Problem to work on
In the records below, find the line that contains "removal) leaves no" and repeat it, along with each line after it, exactly as written.

Data to use
== == ==
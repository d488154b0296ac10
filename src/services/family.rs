//! Family use cases.
//!
//! Every mutating operation runs inside one [`WriteTx`] that holds the write
//! lock from its first statement and is committed on success or rolled back
//! on any error, so a rejected batch (invite, forced removal) leaves no
//! partial writes behind and concurrent writers are serialised. The caller id
//! is always passed in explicitly.

use chrono::Utc;
use rand::{distributions::Alphanumeric, Rng};
use sqlx::{SqliteConnection, SqlitePool};
use std::collections::HashSet;

use crate::constants::*;
use crate::db::{families, memberships, moments, users, WriteTx};
use crate::error::{is_unique_violation, AppError, Result};
use crate::models::{
    CreateFamilyRequest, Family, FamilyAuthorityRequest, FamilyCreated, FamilyCreatedNickname,
    FamilyMember, FamilyView, MemberStatus, Membership, MyFamily, NewFamily, UpdateFamilyRequest,
    User,
};

#[derive(Debug, Clone)]
pub struct FamilyService {
    pool: SqlitePool,
}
== == ==
Written response
//! on any error, so a rejected batch (invite, forced removal) leaves no
//! partial writes behind and concurrent writers are serialised. The caller id
//! is always passed in explicitly.

use chrono::Utc;
use rand::{distributions::Alphanumeric, Rng};
use sqlx::{SqliteConnection, SqlitePool};
use std::collections::HashSet;

use crate::constants::*;
use crate::db::{families, memberships, moments, users, WriteTx};
use crate::error::{is_unique_violation, AppError, Result};
use crate::models::{
    CreateFamilyRequest, Family, FamilyAuthorityRequest, FamilyCreated, FamilyCreatedNickname,
    FamilyMember, FamilyView, MemberStatus, Membership, MyFamily, NewFamily, UpdateFamilyRequest,
    User,
};

#[derive(Debug, Clone)]
pub struct FamilyService {
    pool: SqlitePool,
}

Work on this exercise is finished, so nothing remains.